ね、とテレビの前でゲームに興じる息子を見る。息子がこちらを見ることはないが、たしかにここにいるではないか。息子の頭を撫でながら、夫に笑いかける。

「子どもの前でよくそんな酷い冗談がいえるものね」

「…沙良!これをみて、いい加減夢から覚めてくれ」

そう言って夫が差し出したのは、木箱のようなもの。その中には、砂漠のような砂が入っていた。それが、どうしたというのだろう。

すると、隣の人がこちらに近寄り、挨拶をしてきた。

「はじめまして、精神科医の渡部と申します。旦那さんとは旧知で…奥様の状態を聞いて来たんです」

「はぁ…精神科医の方ですか。私の状態?精神科医の方がなにかするような状態ではないですが…」

そう不思議に思い、問うと、難しげな顔をした男は、少し考えたあと口を開いた。

「…奥様、本当にそこに息子さんはいらっしゃいますか?どのような格好でしょうか」

「変なことをお聞きになるのですね。いますよ。青い長袖のTシャツに、ベージュのズボンを穿いています」

「…息子さんとは毎日お話をされていますか?」

「ええ。言葉は少ないですが」

「…沙良さん、息子さんは、本当に今、触ることが出来ていますか?」

そう精神科医は問う。ええ、と頷きながら、頭を撫でた。柔らかい、手触りの良い髪の毛だ。にこり、と笑うと、夫は疲れたようにうなだれる。精神科医は、目を細めていた。

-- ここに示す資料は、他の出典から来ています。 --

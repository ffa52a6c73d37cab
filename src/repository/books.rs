//! Books repository for database operations.
//!
//! The genre relation is an explicit join table (`book_genres`) with
//! add/remove handled through full replacement inside the book's own
//! transaction.

use sqlx::{Pool, Postgres};

use crate::{
    error::{AppError, AppResult},
    models::book::{Book, BookShort, CreateBook, UpdateBook},
    models::genre::Genre,
};

use super::page_offset;

#[derive(Clone)]
pub struct BooksRepository {
    pool: Pool<Postgres>,
}

impl BooksRepository {
    pub fn new(pool: Pool<Postgres>) -> Self {
        Self { pool }
    }

    /// Get book by ID with its genres loaded
    pub async fn get_by_id(&self, id: i32) -> AppResult<Book> {
        let mut book = sqlx::query_as::<_, Book>("SELECT * FROM books WHERE id = $1")
            .bind(id)
            .fetch_optional(&self.pool)
            .await?
            .ok_or_else(|| AppError::NotFound(format!("Book with id {} not found", id)))?;

        book.genres = self.genres_for(id).await?;
        Ok(book)
    }

    async fn genres_for(&self, book_id: i32) -> AppResult<Vec<Genre>> {
        let genres = sqlx::query_as::<_, Genre>(
            r#"
            SELECT g.id, g.name
            FROM genres g
            JOIN book_genres bg ON bg.genre_id = g.id
            WHERE bg.book_id = $1
            ORDER BY g.name
            "#,
        )
        .bind(book_id)
        .fetch_all(&self.pool)
        .await?;
        Ok(genres)
    }

    /// List books ordered by title, one page at a time
    pub async fn list(&self, page: i64, per_page: i64) -> AppResult<(Vec<BookShort>, i64)> {
        let total: i64 = sqlx::query_scalar("SELECT COUNT(*) FROM books")
            .fetch_one(&self.pool)
            .await?;

        let books = sqlx::query_as::<_, Book>(
            "SELECT * FROM books ORDER BY title LIMIT $1 OFFSET $2",
        )
        .bind(per_page)
        .bind(page_offset(page, per_page))
        .fetch_all(&self.pool)
        .await?;

        let mut shorts = Vec::with_capacity(books.len());
        for mut book in books {
            book.genres = self.genres_for(book.id).await?;
            shorts.push(BookShort {
                id: book.id,
                title: book.title.clone(),
                isbn: book.isbn.clone(),
                author_id: book.author_id,
                genre_display: book.display_genre(),
            });
        }

        Ok((shorts, total))
    }

    /// Create a new book with its genre links
    pub async fn create(&self, book: &CreateBook) -> AppResult<Book> {
        let duplicate: bool =
            sqlx::query_scalar("SELECT EXISTS(SELECT 1 FROM books WHERE isbn = $1)")
                .bind(&book.isbn)
                .fetch_one(&self.pool)
                .await?;

        if duplicate {
            return Err(AppError::Conflict(
                "A book with this ISBN already exists".to_string(),
            ));
        }

        let mut tx = self.pool.begin().await?;

        let created = sqlx::query_as::<_, Book>(
            r#"
            INSERT INTO books (title, summary, isbn, language_id, author_id)
            VALUES ($1, $2, $3, $4, $5)
            RETURNING *
            "#,
        )
        .bind(&book.title)
        .bind(&book.summary)
        .bind(&book.isbn)
        .bind(book.language_id)
        .bind(book.author_id)
        .fetch_one(&mut *tx)
        .await?;

        for genre_id in &book.genre_ids {
            sqlx::query("INSERT INTO book_genres (book_id, genre_id) VALUES ($1, $2)")
                .bind(created.id)
                .bind(genre_id)
                .execute(&mut *tx)
                .await?;
        }

        tx.commit().await?;

        self.get_by_id(created.id).await
    }

    /// Update a book; replaces the genre set when one is provided
    pub async fn update(&self, id: i32, update: &UpdateBook) -> AppResult<Book> {
        let current = self.get_by_id(id).await?;

        let mut tx = self.pool.begin().await?;

        sqlx::query(
            r#"
            UPDATE books
            SET title = $1, summary = $2, isbn = $3, language_id = $4, author_id = $5
            WHERE id = $6
            "#,
        )
        .bind(update.title.as_ref().unwrap_or(&current.title))
        .bind(update.summary.as_ref().unwrap_or(&current.summary))
        .bind(update.isbn.as_ref().unwrap_or(&current.isbn))
        .bind(update.language_id.or(current.language_id))
        .bind(update.author_id.or(current.author_id))
        .bind(id)
        .execute(&mut *tx)
        .await?;

        if let Some(genre_ids) = &update.genre_ids {
            sqlx::query("DELETE FROM book_genres WHERE book_id = $1")
                .bind(id)
                .execute(&mut *tx)
                .await?;
            for genre_id in genre_ids {
                sqlx::query("INSERT INTO book_genres (book_id, genre_id) VALUES ($1, $2)")
                    .bind(id)
                    .bind(genre_id)
                    .execute(&mut *tx)
                    .await?;
            }
        }

        tx.commit().await?;

        self.get_by_id(id).await
    }

    /// Delete a book and its genre links. Rejected while copies of it
    /// still exist.
    pub async fn delete(&self, id: i32) -> AppResult<()> {
        self.get_by_id(id).await?;

        let copies: i64 =
            sqlx::query_scalar("SELECT COUNT(*) FROM book_copies WHERE book_id = $1")
                .bind(id)
                .fetch_one(&self.pool)
                .await?;

        if copies > 0 {
            return Err(AppError::DeleteRestricted(format!(
                "Book still has {} registered cop(ies)",
                copies
            )));
        }

        let mut tx = self.pool.begin().await?;

        sqlx::query("DELETE FROM book_genres WHERE book_id = $1")
            .bind(id)
            .execute(&mut *tx)
            .await?;

        sqlx::query("DELETE FROM books WHERE id = $1")
            .bind(id)
            .execute(&mut *tx)
            .await?;

        tx.commit().await?;

        Ok(())
    }

    /// Count all books
    pub async fn count(&self) -> AppResult<i64> {
        let count: i64 = sqlx::query_scalar("SELECT COUNT(*) FROM books")
            .fetch_one(&self.pool)
            .await?;
        Ok(count)
    }
}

「さぁ、あんまりここにいると、息子もゲームしたいでしょうから。あ、風夜、玄関にランドセル投げちゃダメだよ」

2人を部屋から出しながら息子に言うけれど、相変わらず返事はなかった。

居間に行き、二人と向かい合う。

「沙良さん、私の病院がここにあります。ご予定が開く時間にお尋ねいただけませんか」

「どうしてですか?」

「…少し、お話しなければならないことがあります。」

「…わかりました」

おかしな人だ。急に訪ねてきて、病院にこいだなんて。しかし夫は少し安心したように頷いている。そうして二人は帰ることにしたようで、立ち上がった。今夫は、実家で寝泊まりしている。そのような気分なのだと話していた。それもまた不思議なのだけれど。特に仲が悪い訳でもない。風夜はもう死んでいる、だなんて悪趣味な冗談を言うところ以外は好きなのだが。

では失礼しました、と精神科医は言った。

「う」

「…え?」

いきなりそう呟いたのに驚いて精神科医を見ると、驚愕したような表情を浮かべている。そして呻き声をあげ、背を縮ませていった。文字通り、ゆっくりと小さくなっていった。

「義則!?」

夫が叫びながら駆け寄る。既に足元は砂。精神科医はうめき声と嗚咽を漏らしながら、砂となっていった。

「………そんな」

「……今日で二人も見るなんて。…電話しなきゃいけないわね、警察に」

一人分の砂漠ができた所をみやり、電話を手に取る。夫は静かにくず折れていた。

恐ろしい、人とはあっけなく死ぬものだ。こんなにも、こんなにも。精神科医にも家族はいるだろう、どれほど悲しむだろうか。

怖い、私の家族でなくてよかった。

そんなふうに、思ってしまった。